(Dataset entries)
=== Begin Enclosure ===
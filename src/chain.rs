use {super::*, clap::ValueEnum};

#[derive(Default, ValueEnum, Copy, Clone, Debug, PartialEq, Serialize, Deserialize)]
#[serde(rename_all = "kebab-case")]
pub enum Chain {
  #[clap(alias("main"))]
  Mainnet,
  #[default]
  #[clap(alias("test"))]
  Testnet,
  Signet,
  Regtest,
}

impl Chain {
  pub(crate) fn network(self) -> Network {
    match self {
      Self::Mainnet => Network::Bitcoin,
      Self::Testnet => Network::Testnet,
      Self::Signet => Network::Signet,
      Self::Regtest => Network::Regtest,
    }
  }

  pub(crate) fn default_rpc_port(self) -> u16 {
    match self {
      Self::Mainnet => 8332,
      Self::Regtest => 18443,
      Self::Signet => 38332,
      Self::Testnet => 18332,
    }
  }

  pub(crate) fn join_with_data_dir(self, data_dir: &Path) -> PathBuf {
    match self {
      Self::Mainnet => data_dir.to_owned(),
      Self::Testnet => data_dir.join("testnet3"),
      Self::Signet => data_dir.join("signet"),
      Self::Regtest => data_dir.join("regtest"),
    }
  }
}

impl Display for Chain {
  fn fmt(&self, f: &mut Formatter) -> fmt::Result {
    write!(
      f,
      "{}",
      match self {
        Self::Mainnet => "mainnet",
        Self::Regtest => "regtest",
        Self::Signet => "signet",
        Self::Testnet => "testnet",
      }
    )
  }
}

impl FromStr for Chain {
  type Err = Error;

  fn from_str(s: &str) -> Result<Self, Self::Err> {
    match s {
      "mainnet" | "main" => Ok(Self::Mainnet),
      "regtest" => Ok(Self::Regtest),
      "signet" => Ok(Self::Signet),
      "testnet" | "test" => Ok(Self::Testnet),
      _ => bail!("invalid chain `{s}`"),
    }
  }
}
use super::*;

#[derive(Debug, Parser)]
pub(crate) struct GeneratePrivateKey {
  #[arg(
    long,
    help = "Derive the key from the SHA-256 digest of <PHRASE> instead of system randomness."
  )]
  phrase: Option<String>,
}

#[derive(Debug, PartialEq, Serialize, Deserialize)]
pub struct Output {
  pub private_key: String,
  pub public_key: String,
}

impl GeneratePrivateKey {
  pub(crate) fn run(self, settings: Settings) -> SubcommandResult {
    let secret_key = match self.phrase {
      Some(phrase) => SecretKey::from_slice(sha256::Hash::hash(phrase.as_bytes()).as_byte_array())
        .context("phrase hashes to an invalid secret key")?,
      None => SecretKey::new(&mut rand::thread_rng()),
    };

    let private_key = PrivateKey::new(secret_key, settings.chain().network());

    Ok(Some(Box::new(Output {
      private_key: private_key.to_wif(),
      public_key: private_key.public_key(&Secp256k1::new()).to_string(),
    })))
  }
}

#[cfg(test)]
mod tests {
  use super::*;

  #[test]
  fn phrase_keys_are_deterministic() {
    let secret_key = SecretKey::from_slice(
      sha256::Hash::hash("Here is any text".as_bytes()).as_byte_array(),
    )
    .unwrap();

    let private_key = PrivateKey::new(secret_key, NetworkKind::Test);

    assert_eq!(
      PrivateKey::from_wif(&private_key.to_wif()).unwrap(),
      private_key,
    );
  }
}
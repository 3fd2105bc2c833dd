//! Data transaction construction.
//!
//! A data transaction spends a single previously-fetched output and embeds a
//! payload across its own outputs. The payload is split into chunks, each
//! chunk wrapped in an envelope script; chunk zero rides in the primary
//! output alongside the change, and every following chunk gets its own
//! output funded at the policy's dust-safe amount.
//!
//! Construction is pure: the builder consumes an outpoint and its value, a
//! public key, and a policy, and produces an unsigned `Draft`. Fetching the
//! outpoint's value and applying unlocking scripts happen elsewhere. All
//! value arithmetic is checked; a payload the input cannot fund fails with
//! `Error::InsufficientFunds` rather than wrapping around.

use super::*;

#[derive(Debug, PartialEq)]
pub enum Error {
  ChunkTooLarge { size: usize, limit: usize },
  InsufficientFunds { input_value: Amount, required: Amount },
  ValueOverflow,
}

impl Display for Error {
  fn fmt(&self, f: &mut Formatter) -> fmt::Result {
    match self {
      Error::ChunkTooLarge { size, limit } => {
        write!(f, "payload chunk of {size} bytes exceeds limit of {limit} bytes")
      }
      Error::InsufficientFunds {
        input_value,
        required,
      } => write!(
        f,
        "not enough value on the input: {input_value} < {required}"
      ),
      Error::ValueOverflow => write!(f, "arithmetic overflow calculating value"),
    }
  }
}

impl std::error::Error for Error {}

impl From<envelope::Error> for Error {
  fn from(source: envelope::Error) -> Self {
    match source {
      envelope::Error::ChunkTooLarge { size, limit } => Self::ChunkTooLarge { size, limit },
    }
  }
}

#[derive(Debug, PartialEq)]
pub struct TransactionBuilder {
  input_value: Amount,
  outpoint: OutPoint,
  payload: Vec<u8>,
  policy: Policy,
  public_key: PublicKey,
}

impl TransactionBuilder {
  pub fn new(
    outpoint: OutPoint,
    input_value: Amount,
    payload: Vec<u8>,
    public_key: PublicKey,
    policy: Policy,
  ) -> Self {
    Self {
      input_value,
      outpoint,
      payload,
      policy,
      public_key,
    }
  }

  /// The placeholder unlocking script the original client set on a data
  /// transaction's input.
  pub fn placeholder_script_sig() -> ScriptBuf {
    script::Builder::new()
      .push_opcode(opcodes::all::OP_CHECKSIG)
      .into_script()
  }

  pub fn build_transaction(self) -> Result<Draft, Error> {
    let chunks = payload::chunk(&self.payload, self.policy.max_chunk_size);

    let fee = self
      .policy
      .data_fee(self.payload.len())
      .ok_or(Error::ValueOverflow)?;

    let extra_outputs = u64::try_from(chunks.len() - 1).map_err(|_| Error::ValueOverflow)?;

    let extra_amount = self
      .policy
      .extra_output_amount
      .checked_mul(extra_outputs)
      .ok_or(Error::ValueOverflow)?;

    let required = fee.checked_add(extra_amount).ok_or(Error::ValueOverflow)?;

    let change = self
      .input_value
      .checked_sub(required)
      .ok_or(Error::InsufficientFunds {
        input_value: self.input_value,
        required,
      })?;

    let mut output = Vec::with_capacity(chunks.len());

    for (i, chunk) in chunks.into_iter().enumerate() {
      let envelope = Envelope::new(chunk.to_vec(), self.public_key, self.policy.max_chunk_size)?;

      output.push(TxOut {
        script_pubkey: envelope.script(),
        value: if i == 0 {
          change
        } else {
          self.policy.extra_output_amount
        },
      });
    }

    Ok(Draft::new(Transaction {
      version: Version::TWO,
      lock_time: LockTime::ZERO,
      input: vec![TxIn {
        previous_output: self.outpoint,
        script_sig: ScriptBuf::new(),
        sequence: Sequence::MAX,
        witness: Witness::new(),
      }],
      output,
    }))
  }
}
=== End Enclosure ===
TRY IT:
Retype the data in full, exactly.

OUTPUT FOR THIS EXERCISE:
filename src/chain.rs
use {super::*, clap::ValueEnum};

#[derive(Default, ValueEnum, Copy, Clone, Debug, PartialEq, Serialize, Deserialize)]
#[serde(rename_all = "kebab-case")]
pub enum Chain {
  #[clap(alias("main"))]
  Mainnet,
  #[default]
  #[clap(alias("test"))]
  Testnet,
  Signet,
  Regtest,
}

impl Chain {
  pub(crate) fn network(self) -> Network {
    match self {
      Self::Mainnet => Network::Bitcoin,
      Self::Testnet => Network::Testnet,
      Self::Signet => Network::Signet,
      Self::Regtest => Network::Regtest,
    }
  }

  pub(crate) fn default_rpc_port(self) -> u16 {
    match self {
      Self::Mainnet => 8332,
      Self::Regtest => 18443,
      Self::Signet => 38332,
      Self::Testnet => 18332,
    }
  }

  pub(crate) fn join_with_data_dir(self, data_dir: &Path) -> PathBuf {
    match self {
      Self::Mainnet => data_dir.to_owned(),
      Self::Testnet => data_dir.join("testnet3"),
      Self::Signet => data_dir.join("signet"),
      Self::Regtest => data_dir.join("regtest"),
    }
  }
}

impl Display for Chain {
  fn fmt(&self, f: &mut Formatter) -> fmt::Result {
    write!(
      f,
      "{}",
      match self {
        Self::Mainnet => "mainnet",
        Self::Regtest => "regtest",
        Self::Signet => "signet",
        Self::Testnet => "testnet",
      }
    )
  }
}

impl FromStr for Chain {
  type Err = Error;

  fn from_str(s: &str) -> Result<Self, Self::Err> {
    match s {
      "mainnet" | "main" => Ok(Self::Mainnet),
      "regtest" => Ok(Self::Regtest),
      "signet" => Ok(Self::Signet),
      "testnet" | "test" => Ok(Self::Testnet),
      _ => bail!("invalid chain `{s}`"),
    }
  }
}
use super::*;

#[derive(Debug, Parser)]
pub(crate) struct GeneratePrivateKey {
  #[arg(
    long,
    help = "Derive the key from the SHA-256 digest of <PHRASE> instead of system randomness."
  )]
  phrase: Option<String>,
}

#[derive(Debug, PartialEq, Serialize, Deserialize)]
pub struct Output {
  pub private_key: String,
  pub public_key: String,
}

impl GeneratePrivateKey {
  pub(crate) fn run(self, settings: Settings) -> SubcommandResult {
    let secret_key = match self.phrase {
      Some(phrase) => SecretKey::from_slice(sha256::Hash::hash(phrase.as_bytes()).as_byte_array())
        .context("phrase hashes to an invalid secret key")?,
      None => SecretKey::new(&mut rand::thread_rng()),
    };

    let private_key = PrivateKey::new(secret_key, settings.chain().network());

    Ok(Some(Box::new(Output {
      private_key: private_key.to_wif(),
      public_key: private_key.public_key(&Secp256k1::new()).to_string(),
    })))
  }
}

#[cfg(test)]
mod tests {
  use super::*;

  #[test]
  fn phrase_keys_are_deterministic() {
    let secret_key = SecretKey::from_slice(
      sha256::Hash::hash("Here is any text".as_bytes()).as_byte_array(),
    )
    .unwrap();

    let private_key = PrivateKey::new(secret_key, NetworkKind::Test);

    assert_eq!(
      PrivateKey::from_wif(&private_key.to_wif()).unwrap(),
      private_key,
    );
  }
}
repository 3fd2105bc2c833dd
//! Data transaction construction.
//!
//! A data transaction spends a single previously-fetched output and embeds a
//! payload across its own outputs. The payload is split into chunks, each
//! chunk wrapped in an envelope script; chunk zero rides in the primary
//! output alongside the change, and every following chunk gets its own
//! output funded at the policy's dust-safe amount.
//!
//! Construction is pure: the builder consumes an outpoint and its value, a
//! public key, and a policy, and produces an unsigned `Draft`. Fetching the
//! outpoint's value and applying unlocking scripts happen elsewhere. All
//! value arithmetic is checked; a payload the input cannot fund fails with
//! `Error::InsufficientFunds` rather than wrapping around.

use super::*;

#[derive(Debug, PartialEq)]
pub enum Error {
  ChunkTooLarge { size: usize, limit: usize },
  InsufficientFunds { input_value: Amount, required: Amount },
  ValueOverflow,
}

impl Display for Error {
  fn fmt(&self, f: &mut Formatter) -> fmt::Result {
    match self {
      Error::ChunkTooLarge { size, limit } => {
        write!(f, "payload chunk of {size} bytes exceeds limit of {limit} bytes")
      }
      Error::InsufficientFunds {
        input_value,
        required,
      } => write!(
        f,
        "not enough value on the input: {input_value} < {required}"
      ),
      Error::ValueOverflow => write!(f, "arithmetic overflow calculating value"),
    }
  }
}

impl std::error::Error for Error {}

impl From<envelope::Error> for Error {
  fn from(source: envelope::Error) -> Self {
    match source {
      envelope::Error::ChunkTooLarge { size, limit } => Self::ChunkTooLarge { size, limit },
    }
  }
}

#[derive(Debug, PartialEq)]
pub struct TransactionBuilder {
  input_value: Amount,
  outpoint: OutPoint,
  payload: Vec<u8>,
  policy: Policy,
  public_key: PublicKey,
}

impl TransactionBuilder {
  pub fn new(
    outpoint: OutPoint,
    input_value: Amount,
    payload: Vec<u8>,
    public_key: PublicKey,
    policy: Policy,
  ) -> Self {
    Self {
      input_value,
      outpoint,
      payload,
      policy,
      public_key,
    }
  }

  /// The placeholder unlocking script the original client set on a data
  /// transaction's input.
  pub fn placeholder_script_sig() -> ScriptBuf {
    script::Builder::new()
      .push_opcode(opcodes::all::OP_CHECKSIG)
      .into_script()
  }

  pub fn build_transaction(self) -> Result<Draft, Error> {
    let chunks = payload::chunk(&self.payload, self.policy.max_chunk_size);

    let fee = self
      .policy
      .data_fee(self.payload.len())
      .ok_or(Error::ValueOverflow)?;

    let extra_outputs = u64::try_from(chunks.len() - 1).map_err(|_| Error::ValueOverflow)?;

    let extra_amount = self
      .policy
      .extra_output_amount
      .checked_mul(extra_outputs)
      .ok_or(Error::ValueOverflow)?;

    let required = fee.checked_add(extra_amount).ok_or(Error::ValueOverflow)?;

    let change = self
      .input_value
      .checked_sub(required)
      .ok_or(Error::InsufficientFunds {
        input_value: self.input_value,
        required,
      })?;

    let mut output = Vec::with_capacity(chunks.len());

    for (i, chunk) in chunks.into_iter().enumerate() {
      let envelope = Envelope::new(chunk.to_vec(), self.public_key, self.policy.max_chunk_size)?;

      output.push(TxOut {
        script_pubkey: envelope.script(),
        value: if i == 0 {
          change
        } else {
          self.policy.extra_output_amount
        },
      });
    }

    Ok(Draft::new(Transaction {
      version: Version::TWO,
      lock_time: LockTime::ZERO,
      input: vec![TxIn {
        previous_output: self.outpoint,
        script_sig: ScriptBuf::new(),
        sequence: Sequence::MAX,
        witness: Witness::new(),
      }],
      output,
    }))
  }
}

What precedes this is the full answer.